User:Varun Parbhu/sandbox

Derandomization

Randomness can be viewed as a resource, like space and time. Derandomization is then the process of removing randomness (or using as little of it as possible).^[1]^[2] It is not currently known^{[as of?]} if all algorithms can be derandomized without significantly increasing their running time.^[3] For instance, in computational complexity, it is unknown whether P = BPP,^[3] i.e., we do not know whether we can take an arbitrary randomized algorithm that runs in polynomial time with a small error probability and derandomize it to run in polynomial time without using randomness.

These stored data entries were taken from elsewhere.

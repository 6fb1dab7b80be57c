//! `SeaORM` Entity for registered users

use sea_orm::entity::prelude::*;

#[derive(Clone, Debug, PartialEq, DeriveEntityModel, Eq)]
#[sea_orm(table_name = "atlas_user")]
pub struct Model {
    #[sea_orm(primary_key)]
    pub id: i32,
    pub name: String,
    #[sea_orm(unique)]
    pub email: String,
    pub password_hash: String,
    pub created_at: DateTime,
}

#[derive(Copy, Clone, Debug, EnumIter, DeriveRelation)]
pub enum Relation {
    #[sea_orm(has_many = "super::atlas_favorite::Entity")]
    AtlasFavorite,
}

impl Related<super::atlas_favorite::Entity> for Entity {
    fn to() -> RelationDef {
        Relation::AtlasFavorite.def()
    }
}

impl ActiveModelBehavior for ActiveModel {}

There are specific methods that can be employed to derandomize particular randomized algorithms:

the method of conditional probabilities, and its generalization, pessimistic estimators
discrepancy theory (which is used to derandomize geometric algorithms)
the exploitation of limited independence in the random variables used by the algorithm, such as the pairwise independence used in universal hashing
the use of expander graphs (or dispersers in general) to amplify a limited amount of initial randomness (this last approach is also referred to as generating pseudorandom bits from a random source, and leads to the related topic of pseudorandomness)
changing the randomized algorithm to use a hash function as a source of randomness for the algorithm's tasks, and then derandomizing the algorithm by brute-forcing all possible parameters (seeds) of the hash function. This technique is usually used to exhaustively search a sample space and making the algorithm deterministic (e.g. randomized graph algorithms)

Examples

Max cut Problem

The Max-Cut problem involves partitioning the vertices of an undirected graph into two disjoint subsets such that the number of edges between the subsets is maximized. This problem is known to be NP-complete, making exact solutions computationally challenging for large graphs.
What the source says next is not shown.